Record excerpts Block Start
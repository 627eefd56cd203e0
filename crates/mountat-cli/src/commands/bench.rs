//! `mountat bench` — Time mount/unmount cycles over overlay fixtures.

use std::path::PathBuf;

use anyhow::Context;
use clap::Args;
use mountat_bench::driver::{Driver, Mechanism, require_root};
use mountat_common::config::BenchConfig;

use super::MechanismArg;
use crate::output;

/// Arguments for the `bench` command.
#[derive(Args, Debug)]
pub struct BenchArgs {
    /// Mechanisms to measure (default: all).
    #[arg(short, long = "mechanism", value_enum)]
    pub mechanisms: Vec<MechanismArg>,

    /// Lower-layer counts, comma separated.
    #[arg(short, long, value_delimiter = ',')]
    pub layers: Vec<usize>,

    /// Mount/unmount cycles per case.
    #[arg(short = 'n', long)]
    pub iterations: Option<u32>,

    /// JSON configuration file; flags override its values.
    #[arg(short, long, env = "MOUNTAT_CONFIG")]
    pub config: Option<PathBuf>,

    /// Verify the merged view on every cycle.
    #[arg(long)]
    pub verify: bool,

    /// Print the report as JSON.
    #[arg(long)]
    pub json: bool,
}

/// Executes the `bench` command.
///
/// # Errors
///
/// Returns an error if the configuration is invalid, the process is not
/// root, or any case fails.
pub fn execute(args: BenchArgs) -> anyhow::Result<()> {
    let config = resolve_config(&args)?;
    require_root()?;

    let mechanisms = resolve_mechanisms(&args.mechanisms);
    let driver = Driver::new(&config)?;
    let report = driver.run_bench(&config, &mechanisms)?;

    if args.json {
        println!("{}", serde_json::to_string_pretty(&report)?);
    } else {
        print!("{}", output::format_report(&report));
    }
    Ok(())
}

fn resolve_config(args: &BenchArgs) -> anyhow::Result<BenchConfig> {
    let mut config = match &args.config {
        Some(path) => BenchConfig::load(path)
            .with_context(|| format!("loading {}", path.display()))?,
        None => BenchConfig::default(),
    };
    if !args.layers.is_empty() {
        config.layers.clone_from(&args.layers);
    }
    if let Some(iterations) = args.iterations {
        config.iterations = iterations;
    }
    config.verify |= args.verify;
    config.validate()?;
    Ok(config)
}

fn resolve_mechanisms(args: &[MechanismArg]) -> Vec<Mechanism> {
    if args.is_empty() {
        Mechanism::ALL.to_vec()
    } else {
        args.iter().copied().map(Mechanism::from).collect()
    }
}

#[cfg(test)]
mod tests {
    use super::*;

    fn args() -> BenchArgs {
        BenchArgs {
            mechanisms: Vec::new(),
            layers: Vec::new(),
            iterations: None,
            config: None,
            verify: false,
            json: false,
        }
    }

    #[test]
    fn defaults_measure_every_mechanism() {
        assert_eq!(resolve_mechanisms(&[]), Mechanism::ALL.to_vec());
        assert_eq!(resolve_mechanisms(&[MechanismArg::Fork]), vec![Mechanism::Fork]);
    }

    #[test]
    fn flags_override_config_file() {
        let dir = tempfile::tempdir().unwrap();
        let path = dir.path().join("bench.json");
        std::fs::write(&path, r#"{"layers":[4,8],"iterations":3}"#).unwrap();

        let config = resolve_config(&BenchArgs {
            config: Some(path),
            layers: vec![2],
            ..args()
        })
        .unwrap();
        assert_eq!(config.layers, vec![2]);
        assert_eq!(config.iterations, 3);
    }

    #[test]
    fn zero_iterations_is_rejected() {
        let result = resolve_config(&BenchArgs {
            iterations: Some(0),
            ..args()
        });
        assert!(result.is_err());
    }
}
Record excerpts Block End
- **Assignment**: Match on "cycles": copy every line in the records that has it.

- **Exercise solution**:
//! `mountat bench` — Time mount/unmount cycles over overlay fixtures.
    /// Mount/unmount cycles per case.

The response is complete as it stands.